◆ Your task: First find the line with "use serde_json::Value;" in the entries below, then set down exactly every line through the line with "let mut wtr", that line included.

--- START ---

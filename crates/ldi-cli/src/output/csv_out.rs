use serde_json::Value;
use std::io;

use super::{flatten, format_scalar, result_of};

/// Write output as CSV to stdout.
///
/// A result holding a single list of records (such as a funding sweep)
/// is written one row per record; anything else as `field,value` pairs.
pub fn print_csv(value: &Value) {
    let stdout = io::stdout();
    let mut wtr = csv::Writer::from_writer(stdout.lock());

    match result_of(value) {
        Value::Object(map) => {
            let flat = flatten(map);
            let record_lists: Vec<&Vec<Value>> = flat
                .iter()
                .filter_map(|(_, v)| match v {
                    Value::Array(arr) if arr.iter().any(Value::is_object) => Some(arr),
                    _ => None,
                })
                .collect();
            if let [only] = record_lists.as_slice() {
                write_records(&mut wtr, only);
            } else {
                let _ = wtr.write_record(["field", "value"]);
                for (key, val) in &flat {
                    let _ = wtr.write_record([key.as_str(), &format_scalar(val)]);
                }
            }
        }
        Value::Array(arr) => write_records(&mut wtr, arr),
        other => {
            let _ = wtr.write_record([&format_scalar(other)]);
        }
    }

    let _ = wtr.flush();
}

fn write_records<W: io::Write>(wtr: &mut csv::Writer<W>, arr: &[Value]) {
    let rows: Vec<Vec<(String, Value)>> = arr
        .iter()
        .filter_map(|item| item.as_object().map(flatten))
        .collect();
    let Some(first) = rows.first() else {
        for item in arr {
            let _ = wtr.write_record([&format_scalar(item)]);
        }
        return;
    };

    let headers: Vec<&str> = first.iter().map(|(k, _)| k.as_str()).collect();
    let _ = wtr.write_record(&headers);
    for row in &rows {
        let cells: Vec<String> = headers
            .iter()
            .map(|h| {
                row.iter()
                    .find(|(k, _)| k == h)
                    .map(|(_, v)| format_scalar(v))
                    .unwrap_or_default()
            })
            .collect();
        let _ = wtr.write_record(&cells);
    }
}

--- END ---

◆ Solution below:
use serde_json::Value;
use std::io;

use super::{flatten, format_scalar, result_of};

/// Write output as CSV to stdout.
///
/// A result holding a single list of records (such as a funding sweep)
/// is written one row per record; anything else as `field,value` pairs.
pub fn print_csv(value: &Value) {
    let stdout = io::stdout();
    let mut wtr = csv::Writer::from_writer(stdout.lock());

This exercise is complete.